The theory of decreasing responsibility is a life insurance philosophy that holds that individual financial responsibilities rise and then decline over the course of a lifetime and that life insurance amounts should reflect those changes. These responsibilities include paying consumer debts, mortgages, funding children's education and income replacement. It is promoted by proponents of term life insurance (as opposed to cash-value insurance).

Many financial responsibilities exist for a fixed time interval. Most mortgages cover a fixed number of years. Most children become independent adults. Further, most adults accumulate financial resources during their working life, whether in the form of home equity, savings, investments and/or pensions. For example, if a term insurance policy ends with retirement, the money used to pay premiums can be redirected to consumption, paying for an annuity, etc.

Typically, permanent (whole life) insurance costs at least five times more than term insurance. Investing the difference in a segregated fund/separate account policy allows the insured to access money in an emergency instead of taking a loan from the policy. Policy loans have high-interest rates and deplete the policy's adjusted cost basis (ACB), thus compromising its tax advantage.

"Buy term and invest the difference" implements the theory.

Canada 
The cash value built-in to a permanent insurance policy has a limited tax advantage depending on the ACB, while segregated funds registered as TFSA (Tax-Free Savings Account) or RRSP (Registered Retirement Savings Plan) offers a better tax advantage since both are registered government programs. If the cash value of a permanent policy has grown because of good fund management, the policy is likely to exceed the Maximum Tax Actuarial Reserve (MTAR), ending its tax-exemption. MTAR is used to stop the use of insurance as tax avoidance scheme.

Examples 

 A dependent spouse is stricken by blindness or other disability. Some term insurance provides a waiver of premium and terminal illness benefits which pay the insured about 40% to 70% of the coverage. Government Registered Segregated funds can also add to the disability benefits, besides the tax advantages. Disability may occur anytime before or after the term insurance expires. Instead of relying on policy loans from permanent insurance, segregated funds can provide for these emergencies. Policy loans only deplete both cash value and ACB (which make the policy taxable).
 A working couple, both with good incomes. The husband develops a disabling illness at age 55, and the spouse quits work to become his caregiver. Group life benefits are lost, and personal insurance is not held.  Accumulated savings and investments dwindle. He dies at age 59 with an outstanding mortgage and no life insurance.  By contrast, purchasing a whole life policy at age 35 (instead of the 20-year term plan) would have provided a substantial, tax-free resource. Premiums could have been paid through policy loans against the cash value.

 A 30-year-old purchases a 35-year $300,000 term policy typically costs between $40 to $50 per month. The difference is invested by maxing out the Tax-Free Savings account at $458.33 per month while RRSP contribution is $75 per month until age 65. Assuming a 6% investment performance of the segregated funds, a maximum of $3.981 monthly tax-free income from age 66 to 100 is possible. After 65 (retirement age), RRSP continues to max out TFSA contribution at $5500/year.

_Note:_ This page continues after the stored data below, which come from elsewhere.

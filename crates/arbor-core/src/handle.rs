use std::collections::hash_map::DefaultHasher;
use std::fmt;
use std::hash::{Hash, Hasher};
use std::sync::{Arc, OnceLock};

use smol_str::SmolStr;

/// The kind of node a [`Handle`] names.
///
/// Kinds replace per-type dispatch: the cache crates only ask a kind whether
/// it is openable, owns a text buffer, or is backed by an archive.
#[derive(Debug, Clone, Copy, PartialEq, Eq, Hash, PartialOrd, Ord)]
pub enum ElementKind {
    Model,
    Project,
    Root,
    ArchiveRoot,
    Package,
    CompilationUnit,
    ClassFile,
    Type,
    Field,
    Method,
    Initializer,
    Import,
    LocalVariable,
}

impl ElementKind {
    /// Openable kinds get their info computed by the structure builder; every
    /// other kind is discovered while its enclosing openable is built.
    pub const fn is_openable(self) -> bool {
        matches!(
            self,
            ElementKind::Model
                | ElementKind::Project
                | ElementKind::Root
                | ElementKind::ArchiveRoot
                | ElementKind::Package
                | ElementKind::CompilationUnit
                | ElementKind::ClassFile
        )
    }

    /// Content-bearing kinds, backed by an external byte source.
    pub const fn has_buffer(self) -> bool {
        matches!(self, ElementKind::CompilationUnit | ElementKind::ClassFile)
    }

    pub const fn is_archive_container(self) -> bool {
        matches!(self, ElementKind::ArchiveRoot)
    }

    /// Openable nodes that only group other nodes.
    pub const fn is_container(self) -> bool {
        self.is_openable() && !self.has_buffer()
    }
}

/// Immutable, value-equal identity for a node in the element tree.
///
/// A handle carries its parent by value, so two handles built independently
/// for the same node compare equal and hash identically. Handles never look
/// anything up; cached data lives in the model caches keyed by handle.
#[derive(Clone)]
pub struct Handle(Arc<HandleData>);

struct HandleData {
    kind: ElementKind,
    name: SmolStr,
    parent: Option<Handle>,
    occurrence: u32,
    depth: u32,
    hash: OnceLock<u64>,
}

impl Handle {
    /// The root of every element tree.
    pub fn model() -> Handle {
        Handle(Arc::new(HandleData {
            kind: ElementKind::Model,
            name: SmolStr::default(),
            parent: None,
            occurrence: 1,
            depth: 0,
            hash: OnceLock::new(),
        }))
    }

    pub fn child(&self, kind: ElementKind, name: impl Into<SmolStr>) -> Handle {
        self.child_with_occurrence(kind, name, 1)
    }

    /// Child handle for the `occurrence`-th sibling with the same name and
    /// kind. Occurrences are 1-based; zero is treated as one.
    pub fn child_with_occurrence(
        &self,
        kind: ElementKind,
        name: impl Into<SmolStr>,
        occurrence: u32,
    ) -> Handle {
        Handle(Arc::new(HandleData {
            kind,
            name: name.into(),
            parent: Some(self.clone()),
            occurrence: occurrence.max(1),
            depth: self.0.depth + 1,
            hash: OnceLock::new(),
        }))
    }

    #[inline]
    pub fn kind(&self) -> ElementKind {
        self.0.kind
    }

    #[inline]
    pub fn name(&self) -> &str {
        &self.0.name
    }

    #[inline]
    pub fn parent(&self) -> Option<&Handle> {
        self.0.parent.as_ref()
    }

    #[inline]
    pub fn occurrence(&self) -> u32 {
        self.0.occurrence
    }

    /// Distance from the model root (the root itself has depth 0).
    #[inline]
    pub fn depth(&self) -> u32 {
        self.0.depth
    }

    /// Strict ancestors, nearest first.
    pub fn ancestors(&self) -> Ancestors<'_> {
        Ancestors {
            next: self.parent(),
        }
    }

    pub fn is_ancestor_of(&self, other: &Handle) -> bool {
        if other.depth() <= self.depth() {
            return false;
        }
        other.ancestors().any(|ancestor| ancestor == self)
    }

    /// Nearest openable handle, starting with `self`.
    pub fn openable(&self) -> Option<Handle> {
        if self.kind().is_openable() {
            return Some(self.clone());
        }
        self.ancestors()
            .find(|ancestor| ancestor.kind().is_openable())
            .cloned()
    }

    /// Nearest ancestor-or-self of the given kind.
    pub fn ancestor_of_kind(&self, kind: ElementKind) -> Option<Handle> {
        if self.kind() == kind {
            return Some(self.clone());
        }
        self.ancestors()
            .find(|ancestor| ancestor.kind() == kind)
            .cloned()
    }

    fn structural_hash(&self) -> u64 {
        *self.0.hash.get_or_init(|| {
            let mut hasher = DefaultHasher::new();
            self.0.kind.hash(&mut hasher);
            self.0.name.hash(&mut hasher);
            self.0.occurrence.hash(&mut hasher);
            match &self.0.parent {
                Some(parent) => parent.structural_hash().hash(&mut hasher),
                None => 0u64.hash(&mut hasher),
            }
            hasher.finish()
        })
    }
}

impl PartialEq for Handle {
    fn eq(&self, other: &Self) -> bool {
        if Arc::ptr_eq(&self.0, &other.0) {
            return true;
        }
        self.0.depth == other.0.depth
            && self.0.kind == other.0.kind
            && self.0.occurrence == other.0.occurrence
            && self.structural_hash() == other.structural_hash()
            && self.0.name == other.0.name
            && self.0.parent == other.0.parent
    }
}

impl Eq for Handle {}

impl Hash for Handle {
    fn hash<H: Hasher>(&self, state: &mut H) {
        state.write_u64(self.structural_hash());
    }
}

impl fmt::Display for Handle {
    fn fmt(&self, f: &mut fmt::Formatter<'_>) -> fmt::Result {
        if let Some(parent) = self.parent() {
            if parent.parent().is_some() {
                write!(f, "{parent}/")?;
            }
        }
        f.write_str(self.name())?;
        if self.occurrence() > 1 {
            write!(f, "#{}", self.occurrence())?;
        }
        Ok(())
    }
}

impl fmt::Debug for Handle {
    fn fmt(&self, f: &mut fmt::Formatter<'_>) -> fmt::Result {
        write!(f, "{:?}({self})", self.kind())
    }
}

pub struct Ancestors<'a> {
    next: Option<&'a Handle>,
}

impl<'a> Iterator for Ancestors<'a> {
    type Item = &'a Handle;

    fn next(&mut self) -> Option<Self::Item> {
        let current = self.next?;
        self.next = current.parent();
        Some(current)
    }
}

However, if this were permanent insurance, this 30-year-old can only access a cash value loan in retirement. This loan reduces both the death benefits and the ACB (the tax-free portion of the cash value). When the ACB is depleted, the insurance loses its tax advantage. i.e., the insurance policy becomes a taxable endowment. This also happens when the policy fails the annual MTAR test.

In most Insured Retirement Plans, cash value loan is collateralized through a third party lender and annuities as tax-free retirement income. Technically the loan becomes a tax fraud waiting to be discovered absent the intention or means to repay the loan. If the 3rd party lender and the insurance company have the same owner, they exhibit a conflict of interest.